PlayStation 1 emulator DuckStation changes license for no commercial use and no derivatives
Submitted 2 months ago by ZippyBot@lemmy.zip [bot] to gaming@lemmy.zip
Submitted 2 months ago by ZippyBot@lemmy.zip [bot] to gaming@lemmy.zip
taaz@biglemmowski.win 2 months ago
Emphasis mine, snipped from the authors comment
As a maintainer of few AUR packages this is always so hurtful.
Where does this position come from? Packaging is the avenue that people using any linux distro use to get your software. This also my first time hearing that packages (re)building GPL code have to mark the packages as modified in some way. I can understand that being a valid concern (if it is one) but that’s a problem that can be rather easily fixed without throwing all of the maintainers overboard (?). I can see there being bad maintainers that will come shouting to upstream with every little thing that does not work on their platform, but man that’s just insincere towards maintainers that will dive, analyze and help where they can to make it work.
For every one maintainer coming to your github issues with their problems there is probably shitton of patches and overal time spent on making your program work with the given distro.
NuXCOM_90Percent@lemmy.zip 2 months ago
zaemz@lemmy.world 2 months ago
I never did like using RetroArch. I always thought it was overly convoluted. Also whenever I looked something up I was trying to figure out, a lot of the explanations I’d find would be oddly rude and off-putting.
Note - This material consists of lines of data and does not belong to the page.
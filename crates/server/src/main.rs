//! Herodex Server
//!
//! Axum front end over the catalog browser, plus a one-shot terminal
//! browse command.

mod api;

use anyhow::{Context, Result};
use axum::Router;
use clap::{Parser, Subcommand};
use std::{future::Future, net::SocketAddr, path::PathBuf, sync::Arc};
use tokio::{net::TcpListener, sync::watch};
use tracing_subscriber::EnvFilter;

use herodex_core::{
    spawn_browser, BrowserHandle, BrowserSnapshot, Catalog, CatalogConfig, FavoriteSet,
    FavoriteStore, HerodexDb, MarvelSource, MemoryStore, SearchMode,
};

/// Application state
pub struct AppState {
    browser: BrowserHandle,
    /// Flipped to `true` once graceful shutdown begins
    shutdown_tx: watch::Sender<bool>,
}

pub type SharedState = Arc<AppState>;

impl AppState {
    fn new(browser: BrowserHandle) -> SharedState {
        let (shutdown_tx, _) = watch::channel(false);
        Arc::new(Self {
            browser,
            shutdown_tx,
        })
    }

    /// Receiver that long-lived responses watch to end themselves
    pub fn stopping(&self) -> watch::Receiver<bool> {
        self.shutdown_tx.subscribe()
    }
}

#[derive(Parser, Clone)]
#[command(author, version, about = "Herodex - Character Catalog Browser")]
struct Args {
    #[command(subcommand)]
    command: Option<CliCommand>,
}

#[derive(Subcommand, Clone)]
enum CliCommand {
    /// Start the HTTP server (default)
    Serve {
        /// Port to listen on
        #[arg(short, long, default_value = "8080")]
        port: u16,
        /// SQLite file for favorites (defaults to .herodex/herodex.db)
        #[arg(long)]
        db: Option<PathBuf>,
        /// Keep favorites in memory only
        #[arg(long)]
        ephemeral: bool,
    },
    /// Fetch a few pages and print the sections
    Browse {
        /// Search term; browse mode when absent
        #[arg(short, long)]
        query: Option<String>,
        /// Number of pages to load
        #[arg(long, default_value = "1")]
        pages: u32,
        /// Keep favorites in memory only
        #[arg(long)]
        ephemeral: bool,
    },
}

fn init_tracing() {
    let filter = EnvFilter::try_from_default_env()
        .unwrap_or_else(|_| EnvFilter::new("herodex_core=info,herodex_server=info"));

    tracing_subscriber::fmt()
        .with_env_filter(filter)
        .with_writer(std::io::stderr)
        .init();
}

fn open_store(db: Option<PathBuf>, ephemeral: bool) -> Result<Arc<dyn FavoriteStore>> {
    if ephemeral {
        tracing::info!("Favorites kept in memory");
        return Ok(Arc::new(MemoryStore::new()));
    }

    let db = match db {
        Some(path) => HerodexDb::open_at(&path)
            .with_context(|| format!("Failed to open database at {}", path.display()))?,
        None => HerodexDb::open()?,
    };
    Ok(Arc::new(db))
}

async fn start_browser(config: &CatalogConfig, store: Arc<dyn FavoriteStore>) -> Result<BrowserHandle> {
    if !config.api.has_credentials() {
        tracing::warn!("MARVEL_PUBLIC_KEY / MARVEL_PRIVATE_KEY not set; requests will be rejected");
    }

    let source = MarvelSource::new(config.api.clone()).context("Failed to build HTTP client")?;
    Ok(spawn_browser(config, Arc::new(source), store).await)
}

async fn shutdown_signal() {
    if let Err(e) = tokio::signal::ctrl_c().await {
        tracing::warn!(error = %e, "Failed to listen for ctrl-c");
        std::future::pending::<()>().await;
    }
    tracing::info!("Shutdown requested");
}

/// Serve until `signal` resolves, then end open SSE streams, drain
/// connections and flush favorites
async fn serve<F>(listener: TcpListener, state: SharedState, signal: F) -> Result<()>
where
    F: Future<Output = ()> + Send + 'static,
{
    let app = Router::new()
        .nest("/api/v1", api::catalog_routes())
        .with_state(Arc::clone(&state));

    let stopping = Arc::clone(&state);
    axum::serve(listener, app)
        .with_graceful_shutdown(async move {
            signal.await;
            stopping.shutdown_tx.send_replace(true);
        })
        .await?;

    state.browser.shutdown().await;
    Ok(())
}

async fn run_server(config: CatalogConfig, port: u16, store: Arc<dyn FavoriteStore>) -> Result<()> {
    let browser = start_browser(&config, store).await?;

    let addr = SocketAddr::from(([127, 0, 0, 1], port));
    println!("Herodex Server running at http://{}", addr);
    println!("   Catalog:    /api/v1/catalog, /catalog/more");
    println!("   Search:     /api/v1/search (POST, DELETE)");
    println!("   Favorites:  /api/v1/favorites, /favorites/:id/toggle");
    println!("   Detail:     /api/v1/characters/:id, /characters/:id/comics");
    println!("   Events:     /api/v1/events (SSE)");

    let listener = TcpListener::bind(addr)
        .await
        .with_context(|| format!("Failed to bind {}", addr))?;
    serve(listener, AppState::new(browser), shutdown_signal()).await
}

/// Wait for the next published snapshot that is idle and satisfies `done`
async fn settle<F>(rx: &mut watch::Receiver<BrowserSnapshot>, done: F) -> Result<BrowserSnapshot>
where
    F: Fn(&BrowserSnapshot) -> bool,
{
    loop {
        rx.changed().await.context("Catalog browser stopped")?;
        let snapshot = rx.borrow_and_update().clone();
        if !snapshot.loading && done(&snapshot) {
            return Ok(snapshot);
        }
    }
}

async fn run_browse(
    config: CatalogConfig,
    query: Option<String>,
    pages: u32,
    store: Arc<dyn FavoriteStore>,
) -> Result<()> {
    let browser = start_browser(&config, store).await?;
    let mut rx = browser.watch();

    let mut snapshot = settle(&mut rx, |_| true).await?;

    if let Some(query) = query {
        if query.chars().count() < config.min_query_len {
            anyhow::bail!(
                "Search term must be at least {} characters",
                config.min_query_len
            );
        }
        let _ = rx.borrow_and_update();
        browser.input(query.clone()).await?;
        let target = SearchMode::Search(query);
        snapshot = settle(&mut rx, |s| s.mode == target).await?;
    }

    for _ in 1..pages {
        if snapshot.last_error.is_some() {
            break;
        }
        let _ = rx.borrow_and_update();
        browser.load_more().await?;
        snapshot = settle(&mut rx, |_| true).await?;
    }

    print!("{}", render_sections(&snapshot.catalog, &snapshot.favorites));
    if let Some(reason) = &snapshot.last_error {
        eprintln!("Fetch failed: {}", reason);
    }

    browser.shutdown().await;
    Ok(())
}

/// Plain-text rendering: one header per section, favorites starred
fn render_sections(catalog: &Catalog, favorites: &FavoriteSet) -> String {
    let mut out = String::new();
    for section in catalog.sections() {
        out.push_str(&format!("== {} ==\n", section.title));
        for character in &section.characters {
            let star = if favorites.contains(&character.id) { " *" } else { "" };
            out.push_str(&format!("  {} ({}){}\n", character.name, character.id, star));
        }
    }
    out
}

#[tokio::main]
async fn main() -> Result<()> {
    let _ = dotenvy::dotenv();
    init_tracing();

    let args = Args::parse();
    let config = CatalogConfig::from_env()?;

    match args.command.unwrap_or(CliCommand::Serve {
        port: 8080,
        db: None,
        ephemeral: false,
    }) {
        CliCommand::Serve {
            port,
            db,
            ephemeral,
        } => run_server(config, port, open_store(db, ephemeral)?).await,
        CliCommand::Browse {
            query,
            pages,
            ephemeral,
        } => run_browse(config, query, pages, open_store(None, ephemeral)?).await,
    }
}

#[cfg(test)]
mod tests {
    use super::*;
    use herodex_core::catalog::{merge, Character, Thumbnail};
    use herodex_core::ApiConfig;
    use std::time::Duration;
    use tokio::io::{AsyncReadExt, AsyncWriteExt};
    use tokio::net::TcpStream;
    use tokio::sync::oneshot;

    fn character(id: u64, name: &str) -> Character {
        Character {
            id,
            name: name.to_string(),
            thumbnail: Thumbnail {
                path: "http://i.annihil.us/u/prod/marvel/i/mg/x".to_string(),
                extension: "jpg".to_string(),
            },
            description: None,
        }
    }

    #[test]
    fn test_render_sections_marks_favorites() {
        let catalog = merge(
            &Catalog::new(),
            vec![character(2, "Hulk"), character(1, "Iron Man"), character(3, "Invisible Woman")],
            None,
        );
        let favorites: FavoriteSet = [1].into_iter().collect();

        assert_eq!(
            render_sections(&catalog, &favorites),
            "== H ==\n  Hulk (2)\n== I ==\n  Invisible Woman (3)\n  Iron Man (1) *\n"
        );
    }

    #[test]
    fn test_cli_parses_browse() {
        let args = Args::parse_from(["herodex", "browse", "--query", "Spider", "--pages", "2"]);
        match args.command {
            Some(CliCommand::Browse { query, pages, ephemeral }) => {
                assert_eq!(query.as_deref(), Some("Spider"));
                assert_eq!(pages, 2);
                assert!(!ephemeral);
            }
            _ => panic!("expected browse"),
        }
    }

    #[tokio::test]
    async fn test_shutdown_ends_open_event_streams() {
        let config = CatalogConfig {
            api: ApiConfig {
                base_url: "http://127.0.0.1:9".to_string(),
                ..ApiConfig::default()
            },
            ..CatalogConfig::default()
        };
        let browser = start_browser(&config, Arc::new(MemoryStore::new()))
            .await
            .unwrap();

        let listener = TcpListener::bind("127.0.0.1:0").await.unwrap();
        let addr = listener.local_addr().unwrap();
        let (stop_tx, stop_rx) = oneshot::channel::<()>();
        let server = tokio::spawn(serve(listener, AppState::new(browser), async move {
            let _ = stop_rx.await;
        }));

        let mut client = TcpStream::connect(addr).await.unwrap();
        client
            .write_all(b"GET /api/v1/events HTTP/1.1\r\nHost: localhost\r\n\r\n")
            .await
            .unwrap();
        let mut head = [0u8; 1024];
        let n = client.read(&mut head).await.unwrap();
        assert!(String::from_utf8_lossy(&head[..n]).contains("text/event-stream"));

        stop_tx.send(()).unwrap();
        let finished = tokio::time::timeout(Duration::from_secs(3), server).await;
        assert!(finished.is_ok(), "server kept running with an event stream open");
        finished.unwrap().unwrap().unwrap();
    }
}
If the things you’ve mentioned are true, then it kinda makes sense.
wizardbeard@lemmy.dbzer0.com 2 months ago
Iirc, the creator of Duckstation has been salty about repackaging his stuff for a good while. He had disagreements with how RetroArch made a core from his emulator, citing some sort of licensing violation (not asure the validity). So someone forked his codebase and made the Swanstation core, and he publicly exploded and ceased development of Duckstation.
He must have come back at some point for his opinions to be relevant again I guess.
As far as I understood things, he’s always been touchy about what others chooss to do with his code, even having negative reactions to basic bug fix pull requests.